A Quick Start Guide to RNA-Seq Data Analysis

December 8, 2021

DNA base letters in grid

The ultimate value of an RNA-Seq experiment comes from data analysis. Next generation sequencing (NGS) experiments generate a tremendous amount of data which—unlike Sanger sequencing results—can't be directly analyzed in any meaningful way. With help from modern computing, scientists aim to extract as much useful information as possible from RNA-Seq results while avoiding misinterpretation or bias. Selecting the right analytical approach along with an appropriate set of bioinformatics tools is key to this objective. Many powerful software programs are available, often for free, that can slice and dice the data in myriad ways. For newcomers, analyzing huge NGS datasets can be intimidating, and knowing where to start isn’t obvious. Here, we provide a brief introductory tutorial to RNA-Seq bioinformatics as well as resources for more in-depth exploration. We’ll focus our discussion on short-read Illumina^® sequencing data, which is commonly used for RNA-Seq experiments.

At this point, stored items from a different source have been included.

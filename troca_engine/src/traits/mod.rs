//! The database-agnostic behaviour of the marketplace lives in this module, described as a set of traits.
//!
//! Backends implement these traits to provide persistence. The SQLite implementation in the `sqlite` module is the
//! only backend at present, but API structs are written against the traits so that swapping the store out is a
//! matter of implementing them elsewhere.
//!
//! ## Traits
//!
//! * [`UserManagement`]: Registration lookups and user records, including the Stripe customer id attached to a user
//!   the first time they pay.
//! * [`CatalogManagement`]: Products, product images and the fixed category list they hang off.
//! * [`ChatManagement`]: Per-product conversations between a buyer and a seller, and the messages inside them.
//! * [`NegotiationDatabase`]: The offer state machine and the orders that acceptance creates.

mod catalog_management;
mod chat_management;
mod negotiation;
mod user_management;

pub use catalog_management::{CatalogApiError, CatalogManagement};
pub use chat_management::{ChatApiError, ChatManagement};
pub use negotiation::{NegotiationDatabase, NegotiationError};
pub use user_management::{UserApiError, UserManagement};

What You Need for RNA-Seq Analysis

Hardware
- Linux environment or server
  - Accessed via shell terminals, such as PuTTY or MobaXterm
  - Can use a virtual machine on Windows
- 32GB RAM recommended if working with larger genomes
- 1TB storage or higher recommended for smaller projects
Software
- FastQC
- Trimmomatic
- STAR
- Samtools
- FeatureCounts
- DESeq2
Skills
- Using the command line
  - Installing and executing software
  - Navigating file trees
- Scripting
  - Bash, Python, and/or Perl
  - R scripting

Most bioinformatics tools for NGS analysis have been developed for the Linux environment, so you’ll need to know how to use the Linux command line to install software, execute programs, and navigate file trees. Some familiarity with scripting is also required to parse data, format output files, and execute some analyses. To speed up computation, we recommend using a grid cluster, if available, to analyze multiple samples at the same time.

Analyzing RNA-Seq Data

Let’s walk through a typical bioinformatics workflow to illustrate step by step how RNA-Seq data is processed with the goal of differential gene expression analysis.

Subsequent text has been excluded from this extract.